▶ Provided entries:

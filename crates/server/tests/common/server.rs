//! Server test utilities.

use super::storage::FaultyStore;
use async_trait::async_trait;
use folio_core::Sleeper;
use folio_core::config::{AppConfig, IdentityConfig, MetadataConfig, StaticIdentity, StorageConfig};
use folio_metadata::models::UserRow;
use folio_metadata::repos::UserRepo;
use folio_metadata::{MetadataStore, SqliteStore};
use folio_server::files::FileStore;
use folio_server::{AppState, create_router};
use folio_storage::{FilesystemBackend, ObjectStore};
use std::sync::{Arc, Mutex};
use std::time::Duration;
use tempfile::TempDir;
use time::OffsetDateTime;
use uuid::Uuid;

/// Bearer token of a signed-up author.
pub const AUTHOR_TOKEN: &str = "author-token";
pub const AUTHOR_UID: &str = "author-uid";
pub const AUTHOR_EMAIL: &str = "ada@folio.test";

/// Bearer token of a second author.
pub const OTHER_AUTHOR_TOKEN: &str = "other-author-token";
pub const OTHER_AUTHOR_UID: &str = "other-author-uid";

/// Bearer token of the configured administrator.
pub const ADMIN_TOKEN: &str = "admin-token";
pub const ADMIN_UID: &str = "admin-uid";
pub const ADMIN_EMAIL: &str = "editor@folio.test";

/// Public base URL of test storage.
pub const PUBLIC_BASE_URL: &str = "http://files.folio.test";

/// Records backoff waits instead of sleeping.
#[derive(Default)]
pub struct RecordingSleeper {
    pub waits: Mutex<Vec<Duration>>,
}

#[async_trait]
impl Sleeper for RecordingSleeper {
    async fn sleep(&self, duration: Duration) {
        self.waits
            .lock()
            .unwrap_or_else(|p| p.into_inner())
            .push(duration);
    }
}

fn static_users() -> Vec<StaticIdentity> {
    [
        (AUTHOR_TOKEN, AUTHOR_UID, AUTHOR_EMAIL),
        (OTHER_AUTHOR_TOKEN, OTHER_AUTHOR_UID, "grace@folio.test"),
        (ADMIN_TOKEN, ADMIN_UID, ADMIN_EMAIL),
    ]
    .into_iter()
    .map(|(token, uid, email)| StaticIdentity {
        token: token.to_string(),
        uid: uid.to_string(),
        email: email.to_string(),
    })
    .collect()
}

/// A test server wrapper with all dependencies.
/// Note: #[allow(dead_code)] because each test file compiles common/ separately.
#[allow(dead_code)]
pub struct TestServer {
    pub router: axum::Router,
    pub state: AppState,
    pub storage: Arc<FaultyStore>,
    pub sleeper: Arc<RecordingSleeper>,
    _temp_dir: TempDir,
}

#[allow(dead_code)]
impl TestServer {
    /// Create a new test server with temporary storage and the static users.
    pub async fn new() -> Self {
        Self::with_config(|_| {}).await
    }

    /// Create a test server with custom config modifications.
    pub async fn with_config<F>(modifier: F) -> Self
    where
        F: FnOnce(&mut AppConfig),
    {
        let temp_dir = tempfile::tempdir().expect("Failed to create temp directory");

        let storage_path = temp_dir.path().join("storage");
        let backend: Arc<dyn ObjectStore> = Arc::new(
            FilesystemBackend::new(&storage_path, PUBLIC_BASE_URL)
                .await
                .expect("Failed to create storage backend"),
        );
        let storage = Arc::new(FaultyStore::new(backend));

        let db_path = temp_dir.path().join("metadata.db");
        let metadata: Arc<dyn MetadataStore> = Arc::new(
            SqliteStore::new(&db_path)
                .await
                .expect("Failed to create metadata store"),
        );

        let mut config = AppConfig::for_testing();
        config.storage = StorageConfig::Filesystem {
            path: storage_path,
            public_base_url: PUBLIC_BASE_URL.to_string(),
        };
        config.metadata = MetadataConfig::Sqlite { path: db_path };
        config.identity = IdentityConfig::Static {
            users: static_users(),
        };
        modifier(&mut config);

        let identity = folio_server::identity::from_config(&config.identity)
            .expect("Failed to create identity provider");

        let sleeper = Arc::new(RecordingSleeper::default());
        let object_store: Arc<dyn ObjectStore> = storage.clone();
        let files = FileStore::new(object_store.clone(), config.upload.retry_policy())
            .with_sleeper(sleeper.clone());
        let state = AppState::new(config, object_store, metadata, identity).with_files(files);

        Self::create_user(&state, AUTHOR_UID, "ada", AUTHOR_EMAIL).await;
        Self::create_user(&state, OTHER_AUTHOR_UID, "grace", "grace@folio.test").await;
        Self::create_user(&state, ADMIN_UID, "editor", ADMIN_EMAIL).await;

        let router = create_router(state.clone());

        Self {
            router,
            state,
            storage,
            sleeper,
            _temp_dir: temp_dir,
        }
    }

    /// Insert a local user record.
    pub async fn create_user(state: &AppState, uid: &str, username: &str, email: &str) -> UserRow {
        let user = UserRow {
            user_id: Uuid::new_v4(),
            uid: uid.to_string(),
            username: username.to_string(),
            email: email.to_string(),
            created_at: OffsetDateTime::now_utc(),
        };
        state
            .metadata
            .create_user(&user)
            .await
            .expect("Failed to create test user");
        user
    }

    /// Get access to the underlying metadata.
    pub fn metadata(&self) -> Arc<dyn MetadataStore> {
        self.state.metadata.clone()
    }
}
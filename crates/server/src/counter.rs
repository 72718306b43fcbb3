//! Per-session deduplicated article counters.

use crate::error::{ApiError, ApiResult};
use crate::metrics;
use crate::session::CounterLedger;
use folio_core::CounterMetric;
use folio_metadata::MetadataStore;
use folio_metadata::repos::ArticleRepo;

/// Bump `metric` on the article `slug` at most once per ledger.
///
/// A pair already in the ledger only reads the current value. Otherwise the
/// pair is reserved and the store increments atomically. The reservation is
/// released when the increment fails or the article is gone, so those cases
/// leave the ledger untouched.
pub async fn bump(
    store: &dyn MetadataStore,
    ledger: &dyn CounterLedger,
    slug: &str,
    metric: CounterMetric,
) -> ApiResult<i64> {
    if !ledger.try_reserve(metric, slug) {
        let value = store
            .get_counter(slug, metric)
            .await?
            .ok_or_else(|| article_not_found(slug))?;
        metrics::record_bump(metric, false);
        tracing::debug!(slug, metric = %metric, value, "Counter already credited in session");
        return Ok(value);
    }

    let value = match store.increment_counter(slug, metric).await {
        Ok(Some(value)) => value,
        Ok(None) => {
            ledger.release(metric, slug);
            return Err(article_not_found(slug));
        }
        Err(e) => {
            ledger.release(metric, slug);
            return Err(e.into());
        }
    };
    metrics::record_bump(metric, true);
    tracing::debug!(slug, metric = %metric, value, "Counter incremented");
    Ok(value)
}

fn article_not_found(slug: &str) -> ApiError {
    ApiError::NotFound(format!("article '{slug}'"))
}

▶ The task:
Could you copy every record above exactly as it stands?

▶ Answer to the problem:
filename crates/server/tests/common/server.rs
//! Server test utilities.

use super::storage::FaultyStore;
use async_trait::async_trait;
use folio_core::Sleeper;
use folio_core::config::{AppConfig, IdentityConfig, MetadataConfig, StaticIdentity, StorageConfig};
use folio_metadata::models::UserRow;
use folio_metadata::repos::UserRepo;
use folio_metadata::{MetadataStore, SqliteStore};
use folio_server::files::FileStore;
use folio_server::{AppState, create_router};
use folio_storage::{FilesystemBackend, ObjectStore};
use std::sync::{Arc, Mutex};
use std::time::Duration;
use tempfile::TempDir;
use time::OffsetDateTime;
use uuid::Uuid;

/// Bearer token of a signed-up author.
pub const AUTHOR_TOKEN: &str = "author-token";
pub const AUTHOR_UID: &str = "author-uid";
pub const AUTHOR_EMAIL: &str = "ada@folio.test";

/// Bearer token of a second author.
pub const OTHER_AUTHOR_TOKEN: &str = "other-author-token";
pub const OTHER_AUTHOR_UID: &str = "other-author-uid";

/// Bearer token of the configured administrator.
pub const ADMIN_TOKEN: &str = "admin-token";
pub const ADMIN_UID: &str = "admin-uid";
pub const ADMIN_EMAIL: &str = "editor@folio.test";

/// Public base URL of test storage.
pub const PUBLIC_BASE_URL: &str = "http://files.folio.test";

/// Records backoff waits instead of sleeping.
#[derive(Default)]
pub struct RecordingSleeper {
    pub waits: Mutex<Vec<Duration>>,
}

#[async_trait]
impl Sleeper for RecordingSleeper {
    async fn sleep(&self, duration: Duration) {
        self.waits
            .lock()
            .unwrap_or_else(|p| p.into_inner())
            .push(duration);
    }
}

fn static_users() -> Vec<StaticIdentity> {
    [
        (AUTHOR_TOKEN, AUTHOR_UID, AUTHOR_EMAIL),
        (OTHER_AUTHOR_TOKEN, OTHER_AUTHOR_UID, "grace@folio.test"),
        (ADMIN_TOKEN, ADMIN_UID, ADMIN_EMAIL),
    ]
    .into_iter()
    .map(|(token, uid, email)| StaticIdentity {
        token: token.to_string(),
        uid: uid.to_string(),
        email: email.to_string(),
    })
    .collect()
}

/// A test server wrapper with all dependencies.
/// Note: #[allow(dead_code)] because each test file compiles common/ separately.
#[allow(dead_code)]
pub struct TestServer {
    pub router: axum::Router,
    pub state: AppState,
    pub storage: Arc<FaultyStore>,
    pub sleeper: Arc<RecordingSleeper>,
    _temp_dir: TempDir,
}

#[allow(dead_code)]
impl TestServer {
    /// Create a new test server with temporary storage and the static users.
    pub async fn new() -> Self {
        Self::with_config(|_| {}).await
    }

    /// Create a test server with custom config modifications.
    pub async fn with_config<F>(modifier: F) -> Self
    where
        F: FnOnce(&mut AppConfig),
    {
        let temp_dir = tempfile::tempdir().expect("Failed to create temp directory");

        let storage_path = temp_dir.path().join("storage");
        let backend: Arc<dyn ObjectStore> = Arc::new(
            FilesystemBackend::new(&storage_path, PUBLIC_BASE_URL)
                .await
                .expect("Failed to create storage backend"),
        );
        let storage = Arc::new(FaultyStore::new(backend));

        let db_path = temp_dir.path().join("metadata.db");
        let metadata: Arc<dyn MetadataStore> = Arc::new(
            SqliteStore::new(&db_path)
                .await
                .expect("Failed to create metadata store"),
        );

        let mut config = AppConfig::for_testing();
        config.storage = StorageConfig::Filesystem {
            path: storage_path,
            public_base_url: PUBLIC_BASE_URL.to_string(),
        };
        config.metadata = MetadataConfig::Sqlite { path: db_path };
        config.identity = IdentityConfig::Static {
            users: static_users(),
        };
        modifier(&mut config);

        let identity = folio_server::identity::from_config(&config.identity)
            .expect("Failed to create identity provider");

        let sleeper = Arc::new(RecordingSleeper::default());
        let object_store: Arc<dyn ObjectStore> = storage.clone();
        let files = FileStore::new(object_store.clone(), config.upload.retry_policy())
            .with_sleeper(sleeper.clone());
        let state = AppState::new(config, object_store, metadata, identity).with_files(files);

        Self::create_user(&state, AUTHOR_UID, "ada", AUTHOR_EMAIL).await;
        Self::create_user(&state, OTHER_AUTHOR_UID, "grace", "grace@folio.test").await;
        Self::create_user(&state, ADMIN_UID, "editor", ADMIN_EMAIL).await;

        let router = create_router(state.clone());

        Self {
            router,
            state,
            storage,
            sleeper,
            _temp_dir: temp_dir,
        }
    }

    /// Insert a local user record.
    pub async fn create_user(state: &AppState, uid: &str, username: &str, email: &str) -> UserRow {
        let user = UserRow {
            user_id: Uuid::new_v4(),
            uid: uid.to_string(),
            username: username.to_string(),
            email: email.to_string(),
            created_at: OffsetDateTime::now_utc(),
        };
        state
            .metadata
            .create_user(&user)
            .await
            .expect("Failed to create test user");
        user
    }

    /// Get access to the underlying metadata.
    pub fn metadata(&self) -> Arc<dyn MetadataStore> {
        self.state.metadata.clone()
    }
}
filename crates/server/src/counter.rs
repository 72718306b43fcbb3
//! Per-session deduplicated article counters.

use crate::error::{ApiError, ApiResult};
use crate::metrics;
use crate::session::CounterLedger;
use folio_core::CounterMetric;
use folio_metadata::MetadataStore;
use folio_metadata::repos::ArticleRepo;

/// Bump `metric` on the article `slug` at most once per ledger.
///
/// A pair already in the ledger only reads the current value. Otherwise the
/// pair is reserved and the store increments atomically. The reservation is
/// released when the increment fails or the article is gone, so those cases
/// leave the ledger untouched.
pub async fn bump(
    store: &dyn MetadataStore,
    ledger: &dyn CounterLedger,
    slug: &str,
    metric: CounterMetric,
) -> ApiResult<i64> {
    if !ledger.try_reserve(metric, slug) {
        let value = store
            .get_counter(slug, metric)
            .await?
            .ok_or_else(|| article_not_found(slug))?;
        metrics::record_bump(metric, false);
        tracing::debug!(slug, metric = %metric, value, "Counter already credited in session");
        return Ok(value);
    }

    let value = match store.increment_counter(slug, metric).await {
        Ok(Some(value)) => value,
        Ok(None) => {
            ledger.release(metric, slug);
            return Err(article_not_found(slug));
        }
        Err(e) => {
            ledger.release(metric, slug);
            return Err(e.into());
        }
    };
    metrics::record_bump(metric, true);
    tracing::debug!(slug, metric = %metric, value, "Counter incremented");
    Ok(value)
}

fn article_not_found(slug: &str) -> ApiError {
    ApiError::NotFound(format!("article '{slug}'"))
}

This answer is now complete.